Give again the entries below exactly, beginning at the first line and ending at the line with "path item keys".

──────── DATA TO EXAMINE ────────

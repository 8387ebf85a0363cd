//! HTTP binding resolution

use protoc_gen_openapiv3_common::HttpRule;
use std::fmt;

/// HTTP verb of a bound method
#[derive(Debug, Clone, Copy, PartialEq, Eq, Hash)]
pub enum HttpVerb {
    Get,
    Put,
    Post,
    Delete,
    Patch,
}

impl HttpVerb {
    /// Lowercase name, as used for path item keys
    pub fn as_str(&self) -> &'static str {
        match self {
            HttpVerb::Get => "get",
            HttpVerb::Put => "put",
            HttpVerb::Post => "post",
            HttpVerb::Delete => "delete",
            HttpVerb::Patch => "patch",
        }
    }

    /// Whether operations with this verb carry a request body
    pub fn has_body(&self) -> bool {
        matches!(self, HttpVerb::Post | HttpVerb::Put | HttpVerb::Patch)
    }
}

impl fmt::Display for HttpVerb {
    fn fmt(&self, f: &mut fmt::Formatter<'_>) -> fmt::Result {
        f.write_str(self.as_str())
    }
}

/// Resolved HTTP binding of a method
#[derive(Debug, Clone, PartialEq, Eq)]
pub struct HttpBinding {
    pub verb: HttpVerb,

    /// Primary URL template, e.g. `/v1/items/{itemId}`
    pub template: String,

    /// Templates of the additional bindings; only read for query keys
    pub additional_templates: Vec<String>,
}

/// First set, non-empty pattern in priority order post, get, put, delete, patch
fn primary_pattern(rule: &HttpRule) -> Option<(HttpVerb, &str)> {
    [
        (HttpVerb::Post, &rule.post),
        (HttpVerb::Get, &rule.get),
        (HttpVerb::Put, &rule.put),
        (HttpVerb::Delete, &rule.delete),
        (HttpVerb::Patch, &rule.patch),
    ]
    .into_iter()
    .find_map(|(verb, pattern)| {
        pattern
            .as_deref()
            .filter(|template| !template.is_empty())
            .map(|template| (verb, template))
    })
}

/// Resolve a method's HTTP rule
///
/// Returns `None` when there is no rule or the rule sets none of the
/// understood patterns. Additional bindings contribute their templates
/// regardless of verb.
pub fn resolve_binding(rule: Option<&HttpRule>) -> Option<HttpBinding> {
    let rule = rule?;
    let (verb, template) = primary_pattern(rule)?;

    let additional_templates = rule
        .additional_bindings
        .iter()
        .filter_map(|binding| primary_pattern(binding).map(|(_, template)| template.to_string()))
        .collect();

    Some(HttpBinding {
        verb,
        template: template.to_string(),
        additional_templates,
    })
}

────────

**WRITTEN REPLY**
repository 8387ebf85a0363cd
//! HTTP binding resolution

use protoc_gen_openapiv3_common::HttpRule;
use std::fmt;

/// HTTP verb of a bound method
#[derive(Debug, Clone, Copy, PartialEq, Eq, Hash)]
pub enum HttpVerb {
    Get,
    Put,
    Post,
    Delete,
    Patch,
}

impl HttpVerb {
    /// Lowercase name, as used for path item keys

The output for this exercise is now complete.